#### Your instructions
Within the material below, how many lines carry the word "self"? Only that number is wanted.

__________

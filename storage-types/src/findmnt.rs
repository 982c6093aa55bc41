// SPDX-License-Identifier: GPL-3.0-only

//! Results of the secondary mount introspection (`findmnt`)

use serde::{Deserialize, Serialize};

/// One filesystem resolved for a target path
#[derive(Debug, Clone, Default, PartialEq, Serialize, Deserialize)]
pub struct FoundMnt {
    /// Where the filesystem is mounted
    pub mounted_point: String,

    /// Source device followed by any bind sub-path
    /// (e.g. ["/dev/sda1", "/var/lib/kubelet"])
    pub sources: Vec<String>,

    pub fstype: String,

    pub size_humanized: String,
    pub size_bytes: u64,

    pub used_humanized: String,
    pub used_bytes: u64,

    pub available_humanized: String,
    pub available_bytes: u64,

    pub used_percent_humanized: String,
    pub used_percent: f64,
}

/// Every filesystem found for one queried target
#[derive(Debug, Clone, Default, PartialEq, Serialize, Deserialize)]
pub struct FindMntOutput {
    pub target: String,
    pub filesystems: Vec<FoundMnt>,
}

impl FindMntOutput {
    /// Filesystem type of the first resolved filesystem, empty if none
    pub fn first_fstype(&self) -> &str {
        self.filesystems
            .first()
            .map(|fs| fs.fstype.as_str())
            .unwrap_or_default()
    }
}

__________

#### Response to the task
2